* _Collection entries_:
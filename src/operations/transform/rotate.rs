use nalgebra::Rotation2;

use crate::math::{Point2, Point3};

/// Rotates points about the origin in the XY plane.
pub struct RotateNodes {
    points: Vec<Point3>,
    angle: f64,
}

impl RotateNodes {
    /// Creates a new `RotateNodes` operation.
    ///
    /// * `angle` - Rotation angle in degrees, counter-clockwise.
    #[must_use]
    pub fn new(points: Vec<Point3>, angle: f64) -> Self {
        Self { points, angle }
    }

    /// Executes the rotation; z coordinates pass through unchanged.
    #[must_use]
    pub fn execute(&self) -> Vec<Point3> {
        let rot = Rotation2::new(self.angle.to_radians());
        self.points
            .iter()
            .map(|p| {
                let q = rot * Point2::new(p.x, p.y);
                Point3::new(q.x, q.y, p.z)
            })
            .collect()
    }
}
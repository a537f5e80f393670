use crate::math::Point3;

slotmap::new_key_type! {
    /// Unique identifier for a node in a [`System`](super::System).
    pub struct NodeId;
}

/// Data associated with a node.
#[derive(Debug, Clone)]
pub struct NodeData {
    /// The position of the node.
    pub point: Point3,
}

impl NodeData {
    /// Creates a new node at the given point.
    #[must_use]
    pub fn new(point: Point3) -> Self {
        Self { point }
    }
}
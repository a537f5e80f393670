use tracing::debug;

use crate::arrangement::{snap_round, Arrangement, Segment};
use crate::error::Result;
use crate::math::kernel::KernelKind;
use crate::math::{to_2d, to_3d, TOLERANCE};
use crate::topology::System;

/// Faces extracted by [`ShapeFinder`].
#[derive(Debug, Default)]
pub struct ShapeFinderOutput {
    /// Fresh system holding only the extracted faces and their nodes.
    pub system: System,
    /// Number of bounded faces visited, kept or not.
    pub face_count: usize,
}

/// Builds closed faces from the line work of one view.
///
/// Every face of the input view contributes the segments between its
/// consecutive nodes. The segments are split into a planar arrangement and
/// each bounded cell becomes a face of the result view.
pub struct ShapeFinder {
    view: String,
    result_view: String,
    snap_tolerance: Option<f64>,
    remove_dangling: bool,
    kernel: KernelKind,
}

impl ShapeFinder {
    /// Creates a new `ShapeFinder` reading faces tagged `view` and tagging
    /// the extracted faces `result_view`.
    #[must_use]
    pub fn new(view: &str, result_view: &str) -> Self {
        Self {
            view: view.to_owned(),
            result_view: result_view.to_owned(),
            snap_tolerance: None,
            remove_dangling: false,
            kernel: KernelKind::Exact,
        }
    }

    /// Snap-rounds the segments to a grid of `tolerance` before building
    /// the arrangement.
    #[must_use]
    pub fn with_snap_rounding(mut self, tolerance: f64) -> Self {
        self.snap_tolerance = Some(tolerance);
        self
    }

    /// Prunes edges with a loose end before extracting faces.
    #[must_use]
    pub fn with_dangling_edge_removal(mut self, remove: bool) -> Self {
        self.remove_dangling = remove;
        self
    }

    #[must_use]
    pub fn with_kernel(mut self, kernel: KernelKind) -> Self {
        self.kernel = kernel;
        self
    }

    /// Executes the extraction. The input system is not modified.
    ///
    /// # Errors
    ///
    /// Returns an error if a face of the input view references a missing
    /// node.
    pub fn execute(&self, system: &System) -> Result<ShapeFinderOutput> {
        let mut segments = self.collect_segments(system)?;
        if let Some(tolerance) = self.snap_tolerance {
            segments = snap_round(&segments, tolerance, self.kernel);
        }

        let mut arrangement =
            Arrangement::from_segments(&segments, self.kernel, TOLERANCE * 1000.0);
        if self.remove_dangling {
            let removed = arrangement.remove_dangling_edges();
            debug!(removed, "removed edges with loose end");
        }

        let mut output = ShapeFinderOutput::default();
        for boundary in arrangement.bounded_faces() {
            output.face_count += 1;
            if boundary.len() < 3 {
                continue;
            }
            let nodes = boundary
                .iter()
                .map(|p| output.system.add_node(to_3d(p)))
                .collect();
            output.system.add_face(nodes, Some(&self.result_view));
        }

        debug!(faces = output.face_count, "number of extracted faces");
        Ok(output)
    }

    /// Segments between consecutive nodes of every face in the input view;
    /// rings of three or more nodes are closed.
    fn collect_segments(&self, system: &System) -> Result<Vec<Segment>> {
        let mut segments = Vec::new();
        for face in system.faces_in_view(&self.view) {
            let points = system.node_points(face)?;
            let n = points.len();
            let count = match n {
                0 | 1 => 0,
                2 => 1,
                _ => n,
            };
            for i in 0..count {
                let segment = Segment::new(to_2d(&points[i]), to_2d(&points[(i + 1) % n]));
                if !segment.is_degenerate() {
                    segments.push(segment);
                }
            }
        }
        Ok(segments)
    }
}
use super::{Point2, Point3, Vector2};

/// Euclidean distance between two points in the XY plane.
#[must_use]
pub fn distance_2d(a: &Point2, b: &Point2) -> f64 {
    (b - a).norm()
}

/// Unsigned angle between two vectors, in radians within `[0, pi]`.
///
/// Returns `0.0` if either vector has zero length.
#[must_use]
pub fn angle_between(u: &Vector2, v: &Vector2) -> f64 {
    let denom = u.norm() * v.norm();
    if denom < 1e-20 {
        return 0.0;
    }
    (u.dot(v) / denom).clamp(-1.0, 1.0).acos()
}

/// Per-axis minimum over a point set; the origin for an empty set.
#[must_use]
pub fn min_coordinates(points: &[Point3]) -> Point3 {
    let Some(first) = points.first() else {
        return Point3::origin();
    };
    points.iter().skip(1).fold(*first, |acc, p| {
        Point3::new(acc.x.min(p.x), acc.y.min(p.y), acc.z.min(p.z))
    })
}

#[cfg(test)]
mod tests {
    use super::*;
    use approx::assert_abs_diff_eq;
    use std::f64::consts::FRAC_PI_2;

    #[test]
    fn right_angle() {
        let a = angle_between(&Vector2::new(1.0, 0.0), &Vector2::new(0.0, 3.0));
        assert_abs_diff_eq!(a, FRAC_PI_2, epsilon = 1e-12);
    }

    #[test]
    fn min_coordinates_per_axis() {
        let m = min_coordinates(&[
            Point3::new(3.0, -1.0, 2.0),
            Point3::new(-2.0, 4.0, 5.0),
            Point3::new(1.0, 0.0, -7.0),
        ]);
        assert_abs_diff_eq!(m.x, -2.0);
        assert_abs_diff_eq!(m.y, -1.0);
        assert_abs_diff_eq!(m.z, -7.0);
    }
}
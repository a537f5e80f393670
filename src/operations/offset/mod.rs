//! Straight-skeleton offsetting.

mod polygon_offset;
mod skeleton;

pub use polygon_offset::OffsetPolygon;
pub use skeleton::StraightSkeleton;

* _Task to complete_: Among the entries, how many lines contain the word "RotateNodes"? Give the number alone.

* _Response_: 3